Would you not? he says.

No.

Alright, I’ll put down English in Trinity, then.

Really? she says.

Yeah. I don’t care that much about getting a job anyway.

She gives him a little smile, like she feels she has won the argument. He likes to give her that feeling. For a moment it seems possible to keep both worlds, both versions of his life, and to move in between them just like moving through a door. He can have the respect of someone like Marianne and also be well liked in school, he can form secret opinions and preferences, no conflict has to arise, he never has to choose one thing over another. With only a little subterfuge he can live two entirely separate existences, never confronting the ultimate question of what to do with himself or what kind of person he is. This thought is so consoling that for a few seconds he avoids meeting Marianne’s eye, wanting to sustain the belief for just a little longer. He knows that when he looks at her, he won’t be able to believe it any more.

Six Weeks Later (April 2011)

They have her name on a list. She shows the bouncer her ID. When she gets inside, the interior is low-lit, cavernous, vaguely purple, with long bars on either side and steps down to a dance floor. It smells of stale alcohol and the flat tinny ring of dry ice. Some of the other girls from the fundraising committee are sitting around a table already, looking at lists. Hi, Marianne says. They turn around and look at her.

Hello, says Lisa. Don’t you scrub up well?

You look gorgeous, says Karen.

Rachel Moran says nothing. Everyone knows that Rachel is the most popular girl in school, but no one is allowed to say this. Instead everyone has to pretend not to notice that their social lives are arranged hierarchically, with certain people at the top, some jostling at mid-level, and others lower down. Marianne sometimes sees herself at the very bottom of the ladder, but at other times she pictures herself off the ladder completely, not affected by its mechanics, since she does not actually desire popularity or do anything to make it belong to her. From her vantage point it is not obvious what rewards the ladder provides, even to those who really are at the top. She rubs her upper arm and says: Thanks. Would anyone like a drink? I’m going to the bar anyway.

I thought you didn’t drink alcohol, says Rachel.

I’ll have a bottle of West Coast Cooler, Karen says. If you’re sure.

Wine is the only alcoholic beverage Marianne has ever tried, but when she goes to the bar she decides to order a gin and tonic. The barman looks frankly at her breasts while she’s talking. Marianne had no idea men really did such things outside of films and TV, and the experience gives her a little thrill of femininity. She’s wearing a filmy black dress that clings to her body. The place is still almost empty now, though the event has technically started. Back at the table Karen thanks her extravagantly for the drink. I’ll get you back, she says. Don’t worry about it, says Marianne, waving her hand.

Eventually people start arriving. The music comes on, a pounding Destiny’s Child remix, and Rachel gives Marianne the book of raffle tickets and explains the pricing system. Marianne was voted onto the Debs fundraising committee presumably as some kind of joke, but she has to help organise the events anyway. Ticket book in hand, she continues to hover beside the other girls. She’s used to observing these people from a distance, almost scientifically, but tonight, having to make conversation and smile politely, she’s no longer an observer but an intruder, and an awkward one. She sells some tickets, dispensing change from the pouch in her purse, she buys more drinks, she glances at the door and looks away in disappointment.

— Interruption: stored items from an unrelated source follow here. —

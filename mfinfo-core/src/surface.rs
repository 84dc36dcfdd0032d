//! Display surfaces for reports.
//!
//! A surface is anything that can show (section, key, value) rows grouped by
//! section in the order they were added. Surfaces are always passed to the
//! code that fills them; nothing here holds a global handle.

use crate::report::ReportRow;

/// A key-value display that can be cleared and appended to.
pub trait ReportSurface {
    /// Removes everything currently shown.
    fn clear(&mut self);

    /// Appends one row. Rows with the same section are shown together, in
    /// the order the sections first appeared.
    fn add(&mut self, section: &str, key: &str, value: &str);
}

/// Replaces the surface content with `rows`.
pub fn render_report<S>(surface: &mut S, rows: &[ReportRow])
where
    S: ReportSurface + ?Sized,
{
    surface.clear();
    for row in rows {
        surface.add(&row.section, &row.key, &row.value);
    }
}

/// Surface that keeps rows in memory.
#[derive(Debug, Clone, Default)]
pub struct MemorySurface {
    rows: Vec<ReportRow>,
    clears: usize,
}

impl MemorySurface {
    pub fn new() -> Self {
        Self::default()
    }

    pub fn rows(&self) -> &[ReportRow] {
        &self.rows
    }

    /// How many times the surface has been cleared.
    pub fn clear_count(&self) -> usize {
        self.clears
    }

    /// Value of the first row matching section and key.
    pub fn value(&self, section: &str, key: &str) -> Option<&str> {
        self.rows
            .iter()
            .find(|row| row.section == section && row.key == key)
            .map(|row| row.value.as_str())
    }
}

impl ReportSurface for MemorySurface {
    fn clear(&mut self) {
        self.rows.clear();
        self.clears += 1;
    }

    fn add(&mut self, section: &str, key: &str, value: &str) {
        self.rows.push(ReportRow::new(section, key, value));
    }
}
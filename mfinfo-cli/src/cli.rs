// mfinfo-cli/src/cli.rs
//
// Defines the command-line argument structures using clap.

use clap::{Args, Parser, Subcommand, ValueEnum};
use std::path::PathBuf;

// --- CLI Argument Definition ---

#[derive(Parser, Debug)]
#[command(
    author,
    version, // Reads from Cargo.toml via "cargo" feature in clap
    about = "mfinfo: Media file info viewer",
    long_about = "Shows container and stream metadata of a video file (size, duration, \
                  format, codec, resolution, frame rate, aspect ratio, bitrate, channels) \
                  as a key-value report, using ffprobe."
)]
pub struct Cli {
    #[command(subcommand)]
    pub command: Commands,

    /// Enable debug logging (RUST_LOG takes precedence when set)
    #[arg(short, long, global = true)]
    pub verbose: bool,

    /// Disable colored output (NO_COLOR is honored as well)
    #[arg(long, global = true)]
    pub no_color: bool,
}

#[derive(Subcommand, Debug)]
pub enum Commands {
    /// Shows the metadata report of the first selected video file
    Show(ShowArgs),
    /// Prints the full probe document of a file as JSON
    Dump(DumpArgs),
}

#[derive(Args, Debug)]
pub struct ShowArgs {
    /// Video files or directories to choose from; only the first match is shown
    #[arg(value_name = "PATH")]
    pub paths: Vec<PathBuf>,

    /// Report output format
    #[arg(short, long, value_enum, default_value_t = OutputFormat::Table)]
    pub format: OutputFormat,

    /// Read a saved ffprobe JSON document instead of running ffprobe
    #[arg(long, value_name = "FILE")]
    pub probe_json: Option<PathBuf>,

    /// Accepted file extensions, comma separated (default: mp4,mpeg,avi,vob,mpg,mov,m2t)
    #[arg(long, value_name = "EXT", value_delimiter = ',', env = "MFINFO_EXTENSIONS")]
    pub extensions: Option<Vec<String>>,

    /// Do not log the probe document (it is logged at debug level otherwise)
    #[arg(long)]
    pub no_diagnostics: bool,
}

#[derive(Args, Debug)]
pub struct DumpArgs {
    /// Media file to probe
    #[arg(value_name = "PATH")]
    pub path: PathBuf,

    /// Read a saved ffprobe JSON document instead of running ffprobe
    #[arg(long, value_name = "FILE")]
    pub probe_json: Option<PathBuf>,
}

#[derive(ValueEnum, Debug, Clone, Copy, PartialEq, Eq)]
pub enum OutputFormat {
    /// Aligned key-value table grouped by section
    Table,
    /// JSON array of {section, key, value} objects
    Json,
}

#[cfg(test)]
mod tests {
    use super::*;
    use clap::CommandFactory;

    #[test]
    fn test_cli_definition_is_valid() {
        Cli::command().debug_assert();
    }

    #[test]
    fn test_parse_show() {
        let cli = Cli::parse_from([
            "mfinfo",
            "show",
            "a.mp4",
            "b.mov",
            "--format",
            "json",
            "--extensions",
            "mp4,mkv",
            "-v",
        ]);
        assert!(cli.verbose);
        match cli.command {
            Commands::Show(args) => {
                assert_eq!(
                    args.paths,
                    vec![PathBuf::from("a.mp4"), PathBuf::from("b.mov")]
                );
                assert_eq!(args.format, OutputFormat::Json);
                assert_eq!(
                    args.extensions,
                    Some(vec!["mp4".to_string(), "mkv".to_string()])
                );
                assert!(!args.no_diagnostics);
            }
            other => panic!("Unexpected command: {:?}", other),
        }
    }
}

The lads are fairly late, says Lisa.

Of all the possible lads, Marianne knows who is specified: Rob, with whom Lisa has an on-again off-again relationship, and his friends Eric, Jack Hynes and Connell Waldron. Their lateness has not escaped Marianne’s notice.

If they don’t show up I will actually murder Connell, says Rachel. He told me yesterday they were definitely coming.

Marianne says nothing. Rachel often talks about Connell this way, alluding to private conversations that have happened between them, as if they are special confidants. Connell ignores this behaviour, but he also ignores the hints Marianne drops about it when they’re alone together.

They’re probably still pre-drinking in Rob’s, says Lisa.

They’ll be absolutely binned by the time they get here, says Karen.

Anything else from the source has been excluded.